US court Reinstates Lawsuit Accusing 16 Big Banks of Libor Manipulation

Sixteen major banks have been accused of conspiring to manipulate the Libor benchmark interest rate by a US appeals court on Monday which reinstated a civil lawsuit against the banks. the judges warned that the institutions could be bankrupted by the ruling which overturns a 2013 decision.

According to the US circuit court of appeals in Manhattan, based on the ground that the investors failed to allege harm to competition, a lower court judge erred in dismissing the antitrust portion of private litigation against Barclays, Bank of America, Deutsche Bank, HSBC, UBS and others.

Libor, or the London interbank offered rate is used to set rates on credit cards, student loans and mortgages and underpins hundreds of trillions of dollars of transactions. Submissions by banks that sit on panels forms the basis of the calculation of Libor.

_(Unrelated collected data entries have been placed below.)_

// Copyright (c) 2025 Felix Kahle.
//
// Permission is hereby granted, free of charge, to any person obtaining
// a copy of this software and associated documentation files (the
// "Software"), to deal in the Software without restriction, including
// without limitation the rights to use, copy, modify, merge, publish,
// distribute, sublicense, and/or sell copies of the Software, and to
// permit persons to whom the Software is furnished to do so, subject to
// the following conditions:
//
// The above copyright notice and this permission notice shall be
// included in all copies or substantial portions of the Software.
//
// THE SOFTWARE IS PROVIDED "AS IS", WITHOUT WARRANTY OF ANY KIND,
// EXPRESS OR IMPLIED, INCLUDING BUT NOT LIMITED TO THE WARRANTIES OF
// MERCHANTABILITY, FITNESS FOR A PARTICULAR PURPOSE AND
// NONINFRINGEMENT. IN NO EVENT SHALL THE AUTHORS OR COPYRIGHT HOLDERS BE
// LIABLE FOR ANY CLAIM, DAMAGES OR OTHER LIABILITY, WHETHER IN AN ACTION
// OF CONTRACT, TORT OR OTHERWISE, ARISING FROM, OUT OF OR IN CONNECTION
// WITH THE SOFTWARE OR THE USE OR OTHER DEALINGS IN THE SOFTWARE.

use crate::monitor::search_monitor::{SearchCommand, SearchMonitor};
use rota_model::{model::Model, solution::Solution};

/// A composite monitor that aggregates multiple monitors and forwards
/// events to all of them. The first monitor requesting termination wins.
pub struct CompositeMonitor<'a> {
    monitors: Vec<Box<dyn SearchMonitor + 'a>>,
}

impl std::fmt::Debug for CompositeMonitor<'_> {
    fn fmt(&self, f: &mut std::fmt::Formatter<'_>) -> std::fmt::Result {
        let monitors_str = self
            .monitors
            .iter()
            .map(|m| m.name())
            .collect::<Vec<&str>>()
            .join(", ");

        f.debug_struct("CompositeMonitor")
            .field("monitors", &monitors_str)
            .finish()
    }
}

impl std::fmt::Display for CompositeMonitor<'_> {
    fn fmt(&self, f: &mut std::fmt::Formatter<'_>) -> std::fmt::Result {
        let monitors_str = self
            .monitors
            .iter()
            .map(|m| m.name())
            .collect::<Vec<&str>>()
            .join(", ");

        write!(f, "CompositeMonitor([{}])", monitors_str)
    }
}

impl Default for CompositeMonitor<'_> {
    fn default() -> Self {
        Self::new()
    }
}

impl<'a> CompositeMonitor<'a> {
    /// Creates a new empty `CompositeMonitor`.
    #[inline]
    pub fn new() -> CompositeMonitor<'a> {
        CompositeMonitor {
            monitors: Vec::new(),
        }
    }

    /// Creates a new `CompositeMonitor` with the specified capacity.
    #[inline]
    pub fn with_capacity(capacity: usize) -> CompositeMonitor<'a> {
        CompositeMonitor {
            monitors: Vec::with_capacity(capacity),
        }
    }

    /// Adds a monitor to the stack.
    #[inline]
    pub fn add_monitor<M>(&mut self, monitor: M)
    where
        M: SearchMonitor + 'a,
    {
        self.monitors.push(Box::new(monitor));
    }

    /// Returns the number of monitors in the stack.
    #[inline]
    pub fn len(&self) -> usize {
        self.monitors.len()
    }

    /// Returns `true` if the stack is empty.
    #[inline]
    pub fn is_empty(&self) -> bool {
        self.monitors.is_empty()
    }
}

impl SearchMonitor for CompositeMonitor<'_> {
    fn name(&self) -> &str {
        "CompositeMonitor"
    }

    fn on_enter_search(&mut self, model: &Model) {
        for monitor in &mut self.monitors {
            monitor.on_enter_search(model);
        }
    }

    fn on_exit_search(&mut self) {
        for monitor in &mut self.monitors {
            monitor.on_exit_search();
        }
    }

    fn on_solution_found(&mut self, solution: &Solution) {
        for monitor in &mut self.monitors {
            monitor.on_solution_found(solution);
        }
    }

    #[inline]
    fn on_step(&mut self) {
        for monitor in &mut self.monitors {
            monitor.on_step();
        }
    }

    #[inline]
    fn search_command(&self) -> SearchCommand {
        for monitor in &self.monitors {
            if let SearchCommand::Terminate(reason) = monitor.search_command() {
                return SearchCommand::Terminate(reason);
            }
        }
        SearchCommand::Continue
    }
}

In order to boost earnings or make their finances appear healthier, the big banks had suppressed Libor during the financial crisis, investors accused in the litigation that began in 2011.

The claims filed by private plaintiffs were dismissed by Manhattan federal district court judge Naomi Reice Buchwald back in early 2013. The plaintiffs failed to prove harm from such collusion and when the banks colluded to manipulate the Libor benchmark interest rate, they did not violate antitrust, ruled the judge in her 161 page decision.

At the time Barclays, UBS and Royal Bank of Scotland had already settled cases with more than $2.5bn in penalties and therefore Buchwald’s 2013 decision had surprised some. Including a penalty of $2.5bn against Deutsche Bank, penalties in Libor-rigging probes have climbed to roughly $9bn since the last ruling.

The three-judge appellate court panel disagreed with her decision.

“Appellants sustained their burden of showing injury by alleging that they paid artificially fixed higher prices,” Judge Dennis Jacobs wrote on behalf of the panel.

The panel sent the case back to the lower court after determining that the plaintiffs had sufficiently shown they had been harmed by the alleged rate manipulations. Buchwald consider if the plaintiffs are the appropriate parties to bring such charges, two of the judges asked that when revisiting the case. Cities including Baltimore, San Diego and Houston are among the plaintiffs bringing charges against the 16 banks.

The plaintiffs also warned of dire consequences should the case be proven against the banks. They would be eligible to receive triple damages and attorneys’ fees for any violations if the court were to rule in favor of the plaintiffs.

“Requiring the banks to pay treble damages to every plaintiff who ended up on the wrong side of an independent Libor‐denominated derivative swap would, if appellants’ allegations were proved at trial, not only bankrupt 16 of the world’s most important financial institutions, but also vastly extend the potential scope of antitrust liability in myriad markets where derivative instruments have proliferated,” the US court of appeals in New York said in the ruling issued on Monday. 

There are several other lawsuits in Manhattan that are seeking to hold banks liable for alleged price fixing in bond, commodity, currency, derivatives, interest rate and other financial markets and the decision could help such investors involved in the lawsuits.

“It strengthens the hand of investors in other price-fixing cases based on benchmarks that were reached in collaborative, or outright collusive, arrangements,” said Lawrence White, a professor at New York University’s Stern School of Business.